Tuesday, June 06, 2006

Ex-NYC Mayor Rudolph Giuliani Blames 'Incompetence' for Cuts in City's Anti-Terror Funding

ABC News
Giuliani Blasts NYC Anti-Terror Fund Cuts
Ex-NYC Mayor Rudolph Giuliani Blames 'Incompetence' for Cuts in City's Anti-Terror Funding
The Associated Press

NEW YORK - Former Mayor Rudolph Giuliani on Monday blamed poor decision-making and "a certain level of incompetence" for the Department of Homeland Security's decision to slash the city's anti-terrorism funding.

But Giuliani, a Republican, said Monday he didn't believe political considerations had led to the 40 percent cut, announced last week, and said he was encouraged by Homeland Security Secretary Michael Chertoff's willingness to review the agency's decision.

"I think the decision was wrong from everything I know about it," Giuliani told The Associated Press. "You have to assume we are a big target, because terrorists want to hit a big target and kill a lot of people with spectacular effect."

Giuliani's performance as mayor after the Sept. 11 attacks on the World Trade Center catapulted him to national prominence.

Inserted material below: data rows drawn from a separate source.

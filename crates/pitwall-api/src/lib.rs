//! JSON REST + WebSocket API for Pitwall.
//!
//! Exposes an axum [`Router`] backed by any store implementing the
//! [`pitwall_core`] traits, plus a [`RoomRegistry`] for realtime fan-out.
//! Auth, TLS, and transport concerns are the caller's responsibility.
//!
//! # Mounting
//!
//! ```rust,ignore
//! .nest("/api", pitwall_api::api_router(state.clone()))
//! ```

pub mod error;
pub mod plans;
pub mod registrations;
pub mod roster;
pub mod ws;

use std::sync::Arc;

use axum::{
  Router,
  routing::{delete, get, post, put},
};
use pitwall_core::store::{IdentityResolver, PlanStore, RegistrationStore};
use pitwall_realtime::RoomRegistry;

pub use error::ApiError;

// ─── Application state ───────────────────────────────────────────────────────

/// Shared state threaded through all handlers: the persistence backend and
/// the realtime registry. The registry is transient fan-out state only —
/// the store stays the single source of truth for roster content.
pub struct ApiState<S> {
  pub store: Arc<S>,
  pub rooms: Arc<RoomRegistry>,
}

// Manual impl: `S` itself need not be `Clone` behind the `Arc`.
impl<S> Clone for ApiState<S> {
  fn clone(&self) -> Self {
    Self { store: self.store.clone(), rooms: self.rooms.clone() }
  }
}

// ─── Router ──────────────────────────────────────────────────────────────────

/// Build a fully-materialised API router for `state`.
///
/// The returned `Router<()>` can be nested into any parent router regardless
/// of its own state type.
pub fn api_router<S>(state: ApiState<S>) -> Router<()>
where
  S: PlanStore + RegistrationStore + IdentityResolver + 'static,
{
  Router::new()
    // Race plans (reconcile on create and on fetch)
    .route("/race-plans", post(plans::create::<S>))
    .route("/race-plans/{id}", get(plans::get_one::<S>))
    .route("/race-plans/{id}/roster", get(roster::list::<S>))
    // Roster mutations
    .route("/driver-roster", post(roster::create::<S>))
    .route(
      "/driver-roster/{id}",
      put(roster::update::<S>).delete(roster::delete::<S>),
    )
    // Registrations
    .route(
      "/registrations",
      get(registrations::list::<S>).post(registrations::create::<S>),
    )
    .route("/registrations/{id}", delete(registrations::cancel::<S>))
    .with_state(state)
}

/// Build the realtime subscription router (`/ws/race-plan/{id}`).
///
/// Kept separate from [`api_router`] so a server can mount it outside any
/// auth layer wrapping the REST surface — browsers cannot attach
/// credentials to a WebSocket upgrade.
pub fn ws_router<S>(state: ApiState<S>) -> Router<()>
where
  S: PlanStore + 'static,
{
  Router::new()
    .route("/ws/race-plan/{id}", get(ws::subscribe::<S>))
    .with_state(state)
}

// ─── Integration tests ───────────────────────────────────────────────────────

#[cfg(test)]
mod tests {
  use super::*;

  use axum::{
    body::Body,
    http::{Request, StatusCode, header},
  };
  use pitwall_core::plan::NewRacePlan;
  use pitwall_store_sqlite::SqliteStore;
  use serde_json::{Value, json};
  use tokio::sync::mpsc::{UnboundedReceiver, unbounded_channel};
  use tower::ServiceExt as _;

  async fn make_state() -> ApiState<SqliteStore> {
    ApiState {
      store: Arc::new(SqliteStore::open_in_memory().await.unwrap()),
      rooms: Arc::new(RoomRegistry::new()),
    }
  }

  async fn request(
    state: ApiState<SqliteStore>,
    method: &str,
    uri: &str,
    body: Option<Value>,
  ) -> axum::response::Response {
    let mut builder = Request::builder().method(method).uri(uri);
    let body = match body {
      Some(v) => {
        builder = builder.header(header::CONTENT_TYPE, "application/json");
        Body::from(v.to_string())
      }
      None => Body::empty(),
    };
    api_router(state)
      .oneshot(builder.body(body).unwrap())
      .await
      .unwrap()
  }

  async fn json_body(resp: axum::response::Response) -> Value {
    let bytes = axum::body::to_bytes(resp.into_body(), usize::MAX)
      .await
      .unwrap();
    serde_json::from_slice(&bytes).unwrap()
  }

  async fn make_plan(state: &ApiState<SqliteStore>, team: i64, event: i64) -> i64 {
    state
      .store
      .create_plan(NewRacePlan { team_id: team, event_id: event })
      .await
      .unwrap()
      .id
  }

  async fn watch_plan(
    state: &ApiState<SqliteStore>,
    plan_id: i64,
  ) -> UnboundedReceiver<String> {
    let (tx, rx) = unbounded_channel();
    state.rooms.join(plan_id, tx).await;
    rx
  }

  fn next_event(rx: &mut UnboundedReceiver<String>) -> Value {
    serde_json::from_str(&rx.try_recv().expect("an event was broadcast"))
      .unwrap()
  }

  // ── Mutations broadcast to the plan's room ──────────────────────────────

  #[tokio::test]
  async fn create_then_delete_reaches_every_subscriber() {
    let state = make_state().await;
    let plan_id = make_plan(&state, 2, 1).await;
    let mut a = watch_plan(&state, plan_id).await;
    let mut b = watch_plan(&state, plan_id).await;

    let resp = request(
      state.clone(),
      "POST",
      "/driver-roster",
      Some(json!({ "race_plan_id": plan_id, "name": "Alice" })),
    )
    .await;
    assert_eq!(resp.status(), StatusCode::CREATED);
    let entry = json_body(resp).await;
    let entry_id = entry["id"].as_i64().unwrap();
    assert_eq!(entry["race_plan_id"].as_i64(), Some(plan_id));

    for rx in [&mut a, &mut b] {
      let event = next_event(rx);
      assert_eq!(event["type"], "driver_added");
      assert_eq!(event["data"]["name"], "Alice");
    }

    let resp = request(
      state.clone(),
      "DELETE",
      &format!("/driver-roster/{entry_id}"),
      None,
    )
    .await;
    assert_eq!(resp.status(), StatusCode::OK);
    assert_eq!(json_body(resp).await["driver_id"].as_i64(), Some(entry_id));

    for rx in [&mut a, &mut b] {
      let event = next_event(rx);
      assert_eq!(event["type"], "driver_deleted");
      assert_eq!(event["data"]["driver_id"].as_i64(), Some(entry_id));
    }
  }

  #[tokio::test]
  async fn update_broadcasts_the_full_updated_entry() {
    let state = make_state().await;
    let plan_id = make_plan(&state, 2, 1).await;

    let resp = request(
      state.clone(),
      "POST",
      "/driver-roster",
      Some(json!({ "race_plan_id": plan_id, "name": "Alice", "user_id": 10 })),
    )
    .await;
    let entry_id = json_body(resp).await["id"].as_i64().unwrap();

    // Subscribe after creation so only the update arrives.
    let mut rx = watch_plan(&state, plan_id).await;

    let resp = request(
      state.clone(),
      "PUT",
      &format!("/driver-roster/{entry_id}"),
      Some(json!({
        "race_plan_id": plan_id,
        "name": "Alice",
        "user_id": 10,
        "stints": 3,
        "fair_share": true
      })),
    )
    .await;
    assert_eq!(resp.status(), StatusCode::OK);
    assert_eq!(json_body(resp).await["stints"].as_i64(), Some(3));

    let event = next_event(&mut rx);
    assert_eq!(event["type"], "driver_updated");
    assert_eq!(event["data"]["stints"].as_i64(), Some(3));
    assert_eq!(event["data"]["fair_share"], Value::Bool(true));
  }

  // ── Error responses carry no broadcast side effect ──────────────────────

  #[tokio::test]
  async fn empty_name_is_rejected_without_broadcast() {
    let state = make_state().await;
    let plan_id = make_plan(&state, 2, 1).await;
    let mut rx = watch_plan(&state, plan_id).await;

    let resp = request(
      state.clone(),
      "POST",
      "/driver-roster",
      Some(json!({ "race_plan_id": plan_id, "name": "   " })),
    )
    .await;
    assert_eq!(resp.status(), StatusCode::BAD_REQUEST);
    assert!(rx.try_recv().is_err());
  }

  #[tokio::test]
  async fn create_for_unknown_plan_is_404() {
    let state = make_state().await;
    let resp = request(
      state,
      "POST",
      "/driver-roster",
      Some(json!({ "race_plan_id": 404, "name": "Alice" })),
    )
    .await;
    assert_eq!(resp.status(), StatusCode::NOT_FOUND);
  }

  #[tokio::test]
  async fn duplicate_driver_is_409_and_broadcast_once() {
    let state = make_state().await;
    let plan_id = make_plan(&state, 2, 1).await;
    let mut rx = watch_plan(&state, plan_id).await;

    let body = json!({ "race_plan_id": plan_id, "name": "Alice", "user_id": 10 });
    let first =
      request(state.clone(), "POST", "/driver-roster", Some(body.clone())).await;
    assert_eq!(first.status(), StatusCode::CREATED);

    let second =
      request(state.clone(), "POST", "/driver-roster", Some(body)).await;
    assert_eq!(second.status(), StatusCode::CONFLICT);

    assert!(rx.try_recv().is_ok());
    assert!(rx.try_recv().is_err(), "conflict must not broadcast");
  }

  #[tokio::test]
  async fn mutating_unknown_entries_is_404() {
    let state = make_state().await;
    let plan_id = make_plan(&state, 2, 1).await;
    let mut rx = watch_plan(&state, plan_id).await;

    let resp = request(
      state.clone(),
      "PUT",
      "/driver-roster/999",
      Some(json!({ "race_plan_id": plan_id, "name": "Ghost" })),
    )
    .await;
    assert_eq!(resp.status(), StatusCode::NOT_FOUND);

    let resp =
      request(state.clone(), "DELETE", "/driver-roster/999", None).await;
    assert_eq!(resp.status(), StatusCode::NOT_FOUND);

    assert!(rx.try_recv().is_err());
  }

  // ── Race plans reconcile on create and fetch ────────────────────────────

  #[tokio::test]
  async fn creating_a_plan_seeds_the_roster_from_registrations() {
    let state = make_state().await;
    for (user, name) in [(10, "Alice"), (11, "Bob")] {
      state.store.upsert_user(user, name).await.unwrap();
      let resp = request(
        state.clone(),
        "POST",
        "/registrations",
        Some(json!({
          "event_id": 1,
          "user_id": user,
          "team_id": 2,
          "time_slot": "2026-03-14T19:00:00Z",
          "car_id": 77
        })),
      )
      .await;
      assert_eq!(resp.status(), StatusCode::CREATED);
    }

    let resp = request(
      state.clone(),
      "POST",
      "/race-plans",
      Some(json!({ "team_id": 2, "event_id": 1 })),
    )
    .await;
    assert_eq!(resp.status(), StatusCode::CREATED);

    let plan = json_body(resp).await;
    let roster = plan["roster"].as_array().unwrap();
    assert_eq!(roster.len(), 2);
    let names: Vec<&str> =
      roster.iter().map(|e| e["name"].as_str().unwrap()).collect();
    assert!(names.contains(&"Alice") && names.contains(&"Bob"));
  }

  #[tokio::test]
  async fn fetching_a_plan_picks_up_new_registrations() {
    let state = make_state().await;
    let plan_id = make_plan(&state, 2, 1).await;

    let resp = request(
      state.clone(),
      "GET",
      &format!("/race-plans/{plan_id}"),
      None,
    )
    .await;
    assert_eq!(resp.status(), StatusCode::OK);
    assert!(json_body(resp).await["roster"].as_array().unwrap().is_empty());

    // A driver registers between fetches; no display name is cached yet.
    request(
      state.clone(),
      "POST",
      "/registrations",
      Some(json!({
        "event_id": 1,
        "user_id": 42,
        "team_id": 2,
        "time_slot": "2026-03-14T19:00:00Z",
        "car_id": 77
      })),
    )
    .await;

    let resp = request(
      state.clone(),
      "GET",
      &format!("/race-plans/{plan_id}"),
      None,
    )
    .await;
    let roster = json_body(resp).await;
    let roster = roster["roster"].as_array().unwrap();
    assert_eq!(roster.len(), 1);
    assert_eq!(roster[0]["name"], "Driver 42");
    assert_eq!(roster[0]["user_id"].as_i64(), Some(42));
  }

  #[tokio::test]
  async fn fetching_an_unknown_plan_is_404() {
    let state = make_state().await;
    let resp = request(state, "GET", "/race-plans/404", None).await;
    assert_eq!(resp.status(), StatusCode::NOT_FOUND);
  }

  // ── Registrations ───────────────────────────────────────────────────────

  #[tokio::test]
  async fn registration_lifecycle() {
    let state = make_state().await;
    let body = json!({
      "event_id": 1,
      "user_id": 10,
      "team_id": 2,
      "time_slot": "2026-03-14T19:00:00Z",
      "car_id": 77
    });

    let resp =
      request(state.clone(), "POST", "/registrations", Some(body.clone())).await;
    assert_eq!(resp.status(), StatusCode::CREATED);
    let reg_id = json_body(resp).await["id"].as_i64().unwrap();

    let resp =
      request(state.clone(), "POST", "/registrations", Some(body)).await;
    assert_eq!(resp.status(), StatusCode::CONFLICT);

    let resp = request(
      state.clone(),
      "GET",
      "/registrations?event_id=1&team_id=2",
      None,
    )
    .await;
    assert_eq!(json_body(resp).await.as_array().unwrap().len(), 1);

    let resp = request(
      state.clone(),
      "DELETE",
      &format!("/registrations/{reg_id}"),
      None,
    )
    .await;
    assert_eq!(resp.status(), StatusCode::OK);

    let resp = request(
      state.clone(),
      "DELETE",
      &format!("/registrations/{reg_id}"),
      None,
    )
    .await;
    assert_eq!(resp.status(), StatusCode::NOT_FOUND);
  }
}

Giuliani said he would join Mayor Michael Bloomberg and other leaders to push for the money to be restored if they thought it helpful.

"I don't want to interfere," he said. "I just know from my days as mayor that what you don't need is to have people interfere."

The Department of Homeland Security said last week it planned to reduce New York's anti-terrorism allotment by $83 million from last year's $207 million, while boosting funding for smaller cities and rural areas.

Chertoff and Bloomberg spoke on the phone Monday, but the conversation appeared to leave little room for change on this year's round of funding, mayoral aides said.

Still, the mayor was encouraged to hear future grants to New York could increase after some of the smaller cities had their needs addressed, Bloomberg spokesman Stu Loeser said.

On Monday, Giuliani called Chertoff a "a good friend," noting that he had hired him as a federal prosecutor in the mid-1980s, when Giuliani was the U.S. attorney in Manhattan.

"If I were the mayor, I'd want a meeting with him," Giuliani said. "They've made a significant mistake, and they should restore the money."

A worksheet that helped determine funding levels said New York has no national monuments or icons to protect, an assessment that has led to bipartisan scorn.

But Chertoff has said that it's unfair to think New York icons such as the Statue of Liberty aren't high on the government's priorities. New York was in line for lower funding levels because it received such huge allotments from the government in the years immediately after Sept. 11, he said.

Giuliani on Monday called the agency's conclusion about monuments "odd" but said it was defensible to base a city's terror risk at least in part on its monuments.

"We've got the Empire State Building, the Statue of Liberty and the (New York) Stock Exchange," Giuliani argued. "They just incompetently evaluated their own criteria."

Giuliani dismissed concerns that New York had been penalized for being in a large, heavily Democratic state.

"I would have thought that, but the fact is, they cut funding from a lot of other places," Giuliani said. "Unless there's a master political strategy, they were not evaluating the ultimate result of the formulas they were using."

New Orleans, San Diego and Phoenix are among the cities slated for cuts.

Associated Press Writer Sara Kugler contributed to this report.